- DATASET CONTENT

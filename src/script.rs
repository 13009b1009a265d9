// ============================================================================
// LayerDoc scripting: Rhai-based sandboxed intent scripts
// ============================================================================
//
// Scripts drive a project through the same intents the store exposes, one
// host function per intent plus a few queries. Every call dispatches
// immediately, so undo()/redo() inside a script see the preceding calls.

use std::path::Path;
use std::sync::{Arc, Mutex};

use rhai::{Array, Dynamic, Engine, EvalAltResult, ImmutableString, Position, Scope};

use crate::document::{BrushLine, Color, Coordinate, EntityId, EraserLine, ImageDescriptor, Rect, RectShape, StagingAreaImage};
use crate::intent::Intent;
use crate::io;
use crate::project::Project;
use crate::settings::Settings;

// ============================================================================
// Error type
// ============================================================================

#[derive(Debug, Clone)]
pub struct ScriptError {
    pub message: String,
    pub line: Option<usize>,
    pub column: Option<usize>,
}

impl ScriptError {
    fn at(message: String, pos: Position) -> Self {
        Self {
            message,
            line: pos.line().filter(|&l| l > 0),
            column: pos.position().filter(|&c| c > 0),
        }
    }

    /// Error text with location header and a hint for the common mistakes.
    pub fn friendly_message(&self) -> String {
        let mut parts = Vec::new();
        match (self.line, self.column) {
            (Some(line), Some(col)) => parts.push(format!("Error on line {}, column {}:", line, col)),
            (Some(line), None) => parts.push(format!("Error on line {}:", line)),
            _ => parts.push("Script error:".to_string()),
        }

        let raw = &self.message;
        let cleaned = raw.split(" (line ").next().unwrap_or(raw);
        parts.push(format!("  {}", cleaned));

        if raw.contains("Function not found:") {
            parts.push(String::new());
            parts.push("  Tip: layer ids are strings, e.g. toggle_enabled(\"a1b2...\").".to_string());
            parts.push("  Store the result of add_layer() and pass it on.".to_string());
        } else if raw.contains("Too many operations") {
            parts.push(String::new());
            parts.push("  Tip: raise script_max_operations in the settings file,".to_string());
            parts.push("  or check the script for an endless loop.".to_string());
        }
        parts.join("\n")
    }
}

- PROBLEM DETAILS
Copy every line of the data where "Option" is found.

- RESPONSE BOX
    pub line: Option<usize>,
    pub column: Option<usize>,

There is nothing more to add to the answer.